▸ **HOW TO COMPLETE THIS TASK**: Return all lines below containing the word "TcpStream".

▸ **EXCERPTED DATA**:
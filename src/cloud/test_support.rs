//! In-process HTTP server standing in for the metadata and logging APIs.
//!
//! Compiled for unit tests and, behind the `test-util` feature, for the
//! integration tests.

use std::{
    io::{BufRead, BufReader, Read, Write},
    net::{SocketAddr, TcpListener, TcpStream},
    sync::Arc,
    thread,
    time::Duration,
};

use parking_lot::Mutex;

#[derive(Clone, Debug)]
pub struct CapturedRequest {
    pub method: String,
    pub path: String,
    pub headers: Vec<(String, String)>,
    pub body: String,
}

impl CapturedRequest {
    pub fn header(&self, name: &str) -> Option<&str> {
        self.headers
            .iter()
            .find(|(k, _)| k == name)
            .map(|(_, v)| v.as_str())
    }
}

type Route = (String, u16, String);

/// Serves fixed responses by path; unknown paths get `404`.
pub struct MetadataServer {
    addr: SocketAddr,
    requests: Arc<Mutex<Vec<CapturedRequest>>>,
}

impl MetadataServer {
    pub fn spawn(routes: Vec<(&str, u16, &str)>) -> Self {
        let routes: Vec<Route> = routes
            .into_iter()
            .map(|(p, s, b)| (p.to_string(), s, b.to_string()))
            .collect();
        let listener = TcpListener::bind(("127.0.0.1", 0)).expect("bind ephemeral listener");
        let addr = listener.local_addr().expect("listener address");
        let requests = Arc::new(Mutex::new(Vec::new()));
        let seen = Arc::clone(&requests);
        thread::spawn(move || {
            for stream in listener.incoming() {
                let Ok(mut stream) = stream else { break };
                let request = read_request(&mut stream);
                let (status, body) = routes
                    .iter()
                    .find(|(path, _, _)| *path == request.path)
                    .map(|(_, s, b)| (*s, b.clone()))
                    .unwrap_or((404, String::new()));
                seen.lock().push(request);
                let _ = write!(
                    stream,
                    "HTTP/1.1 {status} {}\r\nContent-Length: {}\r\nConnection: close\r\n\r\n{body}",
                    reason(status),
                    body.len()
                );
            }
        });
        Self { addr, requests }
    }

    /// A server answering the four lookups a GCE host performs.
    pub fn gce(project: &str, name: &str, id: &str, zone: &str) -> Self {
        Self::spawn(vec![
            ("/project/project-id", 200, project),
            ("/instance/name", 200, name),
            ("/instance/id", 200, id),
            ("/instance/zone", 200, zone),
            (
                "/instance/service-accounts/default/token",
                200,
                r#"{"access_token":"meta-token","expires_in":3599,"token_type":"Bearer"}"#,
            ),
            ("/v2/entries:write", 200, "{}"),
        ])
    }

    pub fn base_url(&self) -> String {
        format!("http://{}", self.addr)
    }

    pub fn requests(&self) -> Vec<CapturedRequest> {
        self.requests.lock().clone()
    }

    /// Wait until a request for `path` arrives.
    pub fn wait_for(&self, path: &str) -> Option<CapturedRequest> {
        for _ in 0..100 {
            if let Some(found) = self.requests().into_iter().find(|r| r.path == path) {
                return Some(found);
            }
            thread::sleep(Duration::from_millis(50));
        }
        None
    }
}

fn reason(status: u16) -> &'static str {
    match status {
        200 => "OK",
        403 => "Forbidden",
        404 => "Not Found",
        500 => "Internal Server Error",
        _ => "Unknown",
    }
}

fn read_request(stream: &mut TcpStream) -> CapturedRequest {
    let _ = stream.set_read_timeout(Some(Duration::from_secs(5)));
    let mut reader = BufReader::new(stream.try_clone().expect("clone stream"));
    let mut request_line = String::new();
    let _ = reader.read_line(&mut request_line);
    let mut parts = request_line.split_whitespace();
    let method = parts.next().unwrap_or_default().to_string();
    let path = parts.next().unwrap_or_default().to_string();

    let mut headers = Vec::new();
    let mut content_length = 0usize;
    loop {
        let mut line = String::new();
        if reader.read_line(&mut line).unwrap_or(0) == 0 || line.trim().is_empty() {
            break;
        }
        if let Some((key, value)) = line.split_once(':') {
            let key = key.trim().to_lowercase();
            let value = value.trim().to_string();
            if key == "content-length" {
                content_length = value.parse().unwrap_or(0);
            }
            headers.push((key, value));
        }
    }
    let mut body = vec![0u8; content_length];
    if content_length > 0 {
        let _ = reader.read_exact(&mut body);
    }
    CapturedRequest {
        method,
        path,
        headers,
        body: String::from_utf8_lossy(&body).into_owned(),
    }
}
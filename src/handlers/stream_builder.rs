//! Builder for [`StreamHandler`].
//!
//! Allows configuration of stream based handlers writing to `stdout` or
//! `stderr`. The builder exposes basic tuning for channel capacity and
//! a millisecond-based flush timeout. [`StreamHandlerBuilder::from_options`]
//! defaults to `stderr`, the console handler `setup_logging` attaches for
//! `"stream"`.

use std::num::NonZeroU64;

use super::{
    HandlerBuildError, HandlerBuilder, HandlerOptions,
    common::{CommonBuilder, ISO_DATEFMT},
};
use crate::{
    formatter::{PatternFormatter, SharedFormatter, escape_literal},
    stream_handler::StreamHandler,
};

#[derive(Clone, Copy, Debug, PartialEq, Eq)]
enum StreamTarget {
    Stdout,
    Stderr,
}

/// Default console format, e.g.
/// `2017-08-26T14:47:44.968Z prog (4242) INFO: hello`.
pub fn default_stream_format(progname: &str) -> String {
    format!(
        "%(asctime)s.%(msecs)03dZ {} (%(process)d) %(levelname)s: %(message)s",
        escape_literal(progname)
    )
}

/// Builder for constructing [`StreamHandler`] instances.
#[derive(Clone, Debug)]
pub struct StreamHandlerBuilder {
    target: StreamTarget,
    progname: String,
    common: CommonBuilder,
}

impl StreamHandlerBuilder {
    /// Create a builder targeting `stdout`.
    pub fn stdout(progname: impl Into<String>) -> Self {
        Self {
            target: StreamTarget::Stdout,
            progname: progname.into(),
            common: CommonBuilder::default(),
        }
    }

    /// Create a builder targeting `stderr`.
    pub fn stderr(progname: impl Into<String>) -> Self {
        Self {
            target: StreamTarget::Stderr,
            progname: progname.into(),
            common: CommonBuilder::default(),
        }
    }

    /// Create a `stderr` builder from the shared option bag.
    pub fn from_options(options: &HandlerOptions) -> Self {
        Self {
            target: StreamTarget::Stderr,
            progname: options.progname.clone(),
            common: CommonBuilder::with_formats(
                options.fmt.as_deref(),
                options.datefmt.as_deref(),
            ),
        }
    }

    /// Override the record format.
    pub fn with_fmt(mut self, fmt: impl Into<String>) -> Self {
        self.common.fmt = Some(fmt.into());
        self
    }

    /// Override the `asctime` date format.
    pub fn with_datefmt(mut self, datefmt: impl Into<String>) -> Self {
        self.common.datefmt = Some(datefmt.into());
        self
    }

    /// Set the bounded channel capacity.
    ///
    /// # Validation
    ///
    /// The capacity must be greater than zero; invalid values cause `build`
    /// to error.
    pub fn with_capacity(mut self, capacity: usize) -> Self {
        self.common.set_capacity(capacity);
        self
    }

    /// Set the flush timeout in milliseconds.
    pub fn with_flush_timeout_ms(mut self, timeout_ms: NonZeroU64) -> Self {
        self.common.flush_timeout_ms = Some(timeout_ms);
        self
    }

    /// Formatter the built handler will use.
    pub fn formatter(&self) -> Result<PatternFormatter, HandlerBuildError> {
        self.common
            .pattern(|| default_stream_format(&self.progname), Some(ISO_DATEFMT))
    }
}

impl HandlerBuilder for StreamHandlerBuilder {
    type Handler = StreamHandler;

    fn build_inner(&self) -> Result<Self::Handler, HandlerBuildError> {
        self.common.is_capacity_valid()?;
        let formatter = SharedFormatter::new(self.formatter()?);
        let config = self.common.worker_config();
        let handler = match self.target {
            StreamTarget::Stdout => {
                StreamHandler::with_config(std::io::stdout(), formatter, config)?
            }
            StreamTarget::Stderr => {
                StreamHandler::with_config(std::io::stderr(), formatter, config)?
            }
        };
        Ok(handler)
    }
}
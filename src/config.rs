//! Declarative logging configuration.
//!
//! A [`LoggingConfig`] mirrors the arguments of
//! [`setup_logging`](crate::setup_logging) so a program can keep its logging
//! setup in a JSON file:
//!
//! ```json
//! {
//!   "progname": "my_program",
//!   "level": "INFO",
//!   "handlers": ["stream", "syslog"],
//!   "options": {"facility": "local3", "address": ["logs.example", 1514]}
//! }
//! ```

use serde::Deserialize;

use crate::{
    handlers::HandlerOptions,
    logger::Logger,
    registry::HandlerRegistry,
    setup::{SetupError, setup_logging_with},
};

fn default_level() -> String {
    "INFO".to_string()
}

fn default_handlers() -> Vec<String> {
    vec!["stream".to_string()]
}

/// Serialisable equivalent of a `setup_logging` call.
#[derive(Clone, Debug, Deserialize)]
pub struct LoggingConfig {
    pub progname: String,
    #[serde(default = "default_level")]
    pub level: String,
    #[serde(default = "default_handlers")]
    pub handlers: Vec<String>,
    #[serde(default)]
    pub options: HandlerOptions,
}

impl LoggingConfig {
    /// Parse a configuration from JSON text.
    pub fn from_json(text: &str) -> Result<Self, SetupError> {
        Ok(serde_json::from_str(text)?)
    }

    /// Configure `logger` with the built-in handlers.
    pub fn apply(&self, logger: &Logger) -> Result<(), SetupError> {
        self.apply_with(&HandlerRegistry::with_defaults(), logger)
    }

    /// Configure `logger`, resolving handler names through `registry`.
    pub fn apply_with(&self, registry: &HandlerRegistry, logger: &Logger) -> Result<(), SetupError> {
        setup_logging_with(
            registry,
            logger,
            &self.progname,
            &self.level,
            self.handlers.as_slice(),
            &self.options,
        )
    }
}

#[cfg(test)]
mod tests {
    use super::*;
    use crate::{level::Level, syslog::Facility};

    #[test]
    fn defaults_to_stream_at_info() {
        let config = LoggingConfig::from_json(r#"{"progname": "prog"}"#).expect("valid config");
        assert_eq!(config.level, "INFO");
        assert_eq!(config.handlers, vec!["stream"]);
        let logger = Logger::new("config");
        config.apply(&logger).expect("stream setup succeeds");
        assert_eq!(logger.level(), Level::Info);
        assert_eq!(logger.handlers()[0].kind(), "stream");
    }

    #[test]
    fn reads_handler_options() {
        let config = LoggingConfig::from_json(
            r#"{"progname": "prog", "level": "DEBUG", "options": {"facility": "local3"}}"#,
        )
        .expect("valid config");
        assert_eq!(config.options.facility, Some(Facility::LOCAL3));
    }

    #[test]
    fn malformed_json_is_a_config_error() {
        let err = LoggingConfig::from_json("{").unwrap_err();
        assert!(matches!(err, SetupError::Config(_)));
        let missing = LoggingConfig::from_json(r#"{"level": "INFO"}"#).unwrap_err();
        assert!(missing.to_string().contains("progname"), "{missing}");
    }

    #[test]
    fn unknown_handler_propagates() {
        let config = LoggingConfig::from_json(r#"{"progname": "p", "handlers": ["carrier-pigeon"]}"#)
            .expect("valid config");
        let err = config.apply(&Logger::new("config")).unwrap_err();
        assert!(matches!(err, SetupError::UnsupportedHandler(ref n) if n == "carrier-pigeon"));
    }
}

▸ **TASK OUTPUT**:
    net::{SocketAddr, TcpListener, TcpStream},
fn read_request(stream: &mut TcpStream) -> CapturedRequest {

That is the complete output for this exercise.